(Provided data begins)

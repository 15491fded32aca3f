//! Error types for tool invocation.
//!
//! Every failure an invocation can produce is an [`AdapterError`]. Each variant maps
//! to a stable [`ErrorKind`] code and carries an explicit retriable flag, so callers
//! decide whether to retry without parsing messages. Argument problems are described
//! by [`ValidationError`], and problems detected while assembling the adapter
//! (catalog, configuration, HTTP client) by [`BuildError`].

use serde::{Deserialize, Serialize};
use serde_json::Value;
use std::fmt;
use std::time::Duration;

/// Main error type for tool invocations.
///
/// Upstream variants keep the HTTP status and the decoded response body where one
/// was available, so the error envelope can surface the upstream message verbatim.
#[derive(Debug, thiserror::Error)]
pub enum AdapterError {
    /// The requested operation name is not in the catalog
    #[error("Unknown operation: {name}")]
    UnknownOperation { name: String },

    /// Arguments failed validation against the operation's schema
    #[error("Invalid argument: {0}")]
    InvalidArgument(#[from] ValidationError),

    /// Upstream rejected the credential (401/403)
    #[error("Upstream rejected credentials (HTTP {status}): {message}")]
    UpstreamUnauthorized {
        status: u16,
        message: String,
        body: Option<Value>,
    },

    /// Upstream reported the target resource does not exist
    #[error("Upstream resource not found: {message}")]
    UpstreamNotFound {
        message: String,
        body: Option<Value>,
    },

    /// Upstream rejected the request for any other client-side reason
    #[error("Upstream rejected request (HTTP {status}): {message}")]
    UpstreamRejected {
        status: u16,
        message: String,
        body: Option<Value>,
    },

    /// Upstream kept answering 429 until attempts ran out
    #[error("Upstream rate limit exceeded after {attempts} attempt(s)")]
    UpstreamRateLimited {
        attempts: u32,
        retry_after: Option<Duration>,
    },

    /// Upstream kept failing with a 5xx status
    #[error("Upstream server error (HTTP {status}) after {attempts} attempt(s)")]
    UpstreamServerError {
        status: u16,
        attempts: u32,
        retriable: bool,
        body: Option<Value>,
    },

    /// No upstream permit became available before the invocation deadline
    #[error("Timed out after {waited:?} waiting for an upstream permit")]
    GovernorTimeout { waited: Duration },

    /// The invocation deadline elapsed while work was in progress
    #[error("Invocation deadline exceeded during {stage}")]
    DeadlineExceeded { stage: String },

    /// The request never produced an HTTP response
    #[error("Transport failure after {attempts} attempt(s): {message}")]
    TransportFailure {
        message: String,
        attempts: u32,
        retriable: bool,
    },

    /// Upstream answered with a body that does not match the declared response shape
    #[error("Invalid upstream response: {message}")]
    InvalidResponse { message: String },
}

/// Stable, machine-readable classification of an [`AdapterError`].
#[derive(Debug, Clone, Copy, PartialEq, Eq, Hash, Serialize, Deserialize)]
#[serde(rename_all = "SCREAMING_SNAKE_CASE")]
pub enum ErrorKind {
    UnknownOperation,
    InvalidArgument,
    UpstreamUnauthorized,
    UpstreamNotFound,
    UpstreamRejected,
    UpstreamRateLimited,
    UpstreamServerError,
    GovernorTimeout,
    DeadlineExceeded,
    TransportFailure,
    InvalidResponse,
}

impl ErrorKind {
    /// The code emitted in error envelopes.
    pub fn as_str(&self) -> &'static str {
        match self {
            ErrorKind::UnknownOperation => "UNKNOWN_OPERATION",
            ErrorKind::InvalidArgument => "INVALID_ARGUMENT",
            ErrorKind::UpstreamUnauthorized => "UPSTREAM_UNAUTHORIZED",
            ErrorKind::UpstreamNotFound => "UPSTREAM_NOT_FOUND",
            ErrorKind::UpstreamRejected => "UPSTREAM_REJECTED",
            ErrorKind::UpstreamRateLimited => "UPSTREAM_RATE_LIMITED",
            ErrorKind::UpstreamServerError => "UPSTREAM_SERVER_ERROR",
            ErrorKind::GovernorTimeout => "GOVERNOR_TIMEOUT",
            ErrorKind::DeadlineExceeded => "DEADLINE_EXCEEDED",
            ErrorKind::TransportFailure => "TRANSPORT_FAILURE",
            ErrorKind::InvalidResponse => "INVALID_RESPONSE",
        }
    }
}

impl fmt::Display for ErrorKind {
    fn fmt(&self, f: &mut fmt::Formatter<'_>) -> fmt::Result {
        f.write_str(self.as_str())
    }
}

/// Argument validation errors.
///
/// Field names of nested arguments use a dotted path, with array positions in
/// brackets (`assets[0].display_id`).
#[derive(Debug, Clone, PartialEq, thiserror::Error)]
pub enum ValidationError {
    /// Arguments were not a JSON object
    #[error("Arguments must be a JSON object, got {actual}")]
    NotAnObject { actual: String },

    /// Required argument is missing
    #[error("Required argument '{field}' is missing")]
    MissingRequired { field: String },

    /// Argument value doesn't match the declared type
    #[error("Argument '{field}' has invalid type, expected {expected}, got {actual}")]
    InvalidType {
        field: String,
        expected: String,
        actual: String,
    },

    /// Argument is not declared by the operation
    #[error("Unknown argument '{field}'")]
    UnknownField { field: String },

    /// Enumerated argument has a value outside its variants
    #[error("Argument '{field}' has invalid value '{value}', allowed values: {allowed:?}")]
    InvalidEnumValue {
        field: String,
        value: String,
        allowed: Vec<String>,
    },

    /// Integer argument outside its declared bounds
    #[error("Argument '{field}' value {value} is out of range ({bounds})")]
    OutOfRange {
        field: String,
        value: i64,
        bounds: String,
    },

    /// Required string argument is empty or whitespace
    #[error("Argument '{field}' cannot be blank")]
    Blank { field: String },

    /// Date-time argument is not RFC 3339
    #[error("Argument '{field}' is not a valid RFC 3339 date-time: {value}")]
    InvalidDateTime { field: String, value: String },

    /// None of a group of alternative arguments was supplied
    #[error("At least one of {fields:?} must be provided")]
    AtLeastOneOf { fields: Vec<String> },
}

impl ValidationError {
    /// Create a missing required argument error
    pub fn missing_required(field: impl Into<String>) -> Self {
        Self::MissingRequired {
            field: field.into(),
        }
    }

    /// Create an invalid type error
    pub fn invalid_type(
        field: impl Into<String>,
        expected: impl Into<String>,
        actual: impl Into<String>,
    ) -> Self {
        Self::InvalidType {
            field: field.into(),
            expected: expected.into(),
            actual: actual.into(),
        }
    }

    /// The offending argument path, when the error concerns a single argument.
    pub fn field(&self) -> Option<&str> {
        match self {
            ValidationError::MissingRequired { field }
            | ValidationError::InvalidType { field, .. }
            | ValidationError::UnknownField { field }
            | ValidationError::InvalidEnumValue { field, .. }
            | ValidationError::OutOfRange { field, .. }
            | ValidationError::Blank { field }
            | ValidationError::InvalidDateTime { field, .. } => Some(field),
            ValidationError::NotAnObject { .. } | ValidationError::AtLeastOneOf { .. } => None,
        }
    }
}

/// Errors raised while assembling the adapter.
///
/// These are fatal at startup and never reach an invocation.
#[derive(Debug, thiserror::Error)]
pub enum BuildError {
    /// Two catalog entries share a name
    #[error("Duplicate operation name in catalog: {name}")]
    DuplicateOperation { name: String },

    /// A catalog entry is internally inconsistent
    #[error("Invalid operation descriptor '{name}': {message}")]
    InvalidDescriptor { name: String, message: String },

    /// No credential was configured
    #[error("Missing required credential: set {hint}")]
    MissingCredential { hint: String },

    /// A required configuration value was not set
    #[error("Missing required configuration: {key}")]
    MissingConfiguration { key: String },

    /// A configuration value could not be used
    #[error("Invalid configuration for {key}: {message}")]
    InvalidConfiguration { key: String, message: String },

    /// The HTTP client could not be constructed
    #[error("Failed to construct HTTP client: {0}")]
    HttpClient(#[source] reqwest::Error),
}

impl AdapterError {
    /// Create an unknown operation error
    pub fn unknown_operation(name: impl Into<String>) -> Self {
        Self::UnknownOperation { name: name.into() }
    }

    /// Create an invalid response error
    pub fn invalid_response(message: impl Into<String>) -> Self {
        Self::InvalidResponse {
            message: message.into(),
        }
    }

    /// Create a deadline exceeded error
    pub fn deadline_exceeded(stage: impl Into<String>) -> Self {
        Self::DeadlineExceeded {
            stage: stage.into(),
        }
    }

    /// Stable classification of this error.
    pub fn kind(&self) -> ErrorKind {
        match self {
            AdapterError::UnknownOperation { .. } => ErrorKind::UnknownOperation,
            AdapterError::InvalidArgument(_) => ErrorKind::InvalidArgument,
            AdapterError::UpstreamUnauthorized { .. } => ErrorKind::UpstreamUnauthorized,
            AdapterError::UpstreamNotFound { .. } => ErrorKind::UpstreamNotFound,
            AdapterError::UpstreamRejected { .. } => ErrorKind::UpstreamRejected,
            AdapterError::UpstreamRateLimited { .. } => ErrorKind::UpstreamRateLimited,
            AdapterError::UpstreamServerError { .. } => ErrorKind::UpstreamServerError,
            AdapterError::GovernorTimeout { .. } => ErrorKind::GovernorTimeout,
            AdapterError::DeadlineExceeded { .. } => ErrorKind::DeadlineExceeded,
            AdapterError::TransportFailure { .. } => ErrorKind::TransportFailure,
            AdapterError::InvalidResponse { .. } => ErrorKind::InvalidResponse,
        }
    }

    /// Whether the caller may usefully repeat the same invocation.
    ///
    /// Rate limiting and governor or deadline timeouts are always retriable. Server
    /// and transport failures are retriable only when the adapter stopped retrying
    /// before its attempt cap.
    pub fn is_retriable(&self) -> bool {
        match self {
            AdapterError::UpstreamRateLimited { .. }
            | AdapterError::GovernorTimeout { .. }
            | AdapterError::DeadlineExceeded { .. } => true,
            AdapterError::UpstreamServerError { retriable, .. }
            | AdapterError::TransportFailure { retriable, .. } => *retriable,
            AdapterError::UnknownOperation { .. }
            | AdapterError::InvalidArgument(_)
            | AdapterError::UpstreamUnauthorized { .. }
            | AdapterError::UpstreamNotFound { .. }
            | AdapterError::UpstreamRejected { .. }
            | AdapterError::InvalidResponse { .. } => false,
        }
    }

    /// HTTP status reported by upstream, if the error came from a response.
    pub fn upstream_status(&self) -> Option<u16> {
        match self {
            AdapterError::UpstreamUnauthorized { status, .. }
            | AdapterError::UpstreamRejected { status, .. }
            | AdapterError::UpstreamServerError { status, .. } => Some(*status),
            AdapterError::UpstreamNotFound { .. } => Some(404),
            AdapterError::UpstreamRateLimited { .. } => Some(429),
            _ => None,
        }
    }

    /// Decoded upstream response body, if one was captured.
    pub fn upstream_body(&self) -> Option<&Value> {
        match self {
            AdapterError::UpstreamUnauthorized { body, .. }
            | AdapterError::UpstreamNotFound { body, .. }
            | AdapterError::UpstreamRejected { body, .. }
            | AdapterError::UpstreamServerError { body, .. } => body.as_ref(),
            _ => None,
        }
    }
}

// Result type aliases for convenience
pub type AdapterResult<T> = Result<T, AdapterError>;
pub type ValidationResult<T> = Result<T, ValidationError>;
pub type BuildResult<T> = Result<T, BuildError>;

(Provided data ends)

**Directions for this task**
Where a line of the listing holds the string "bounds", copy that line.

**Answer section**
    /// Integer argument outside its declared bounds
    #[error("Argument '{field}' value {value} is out of range ({bounds})")]
        bounds: String,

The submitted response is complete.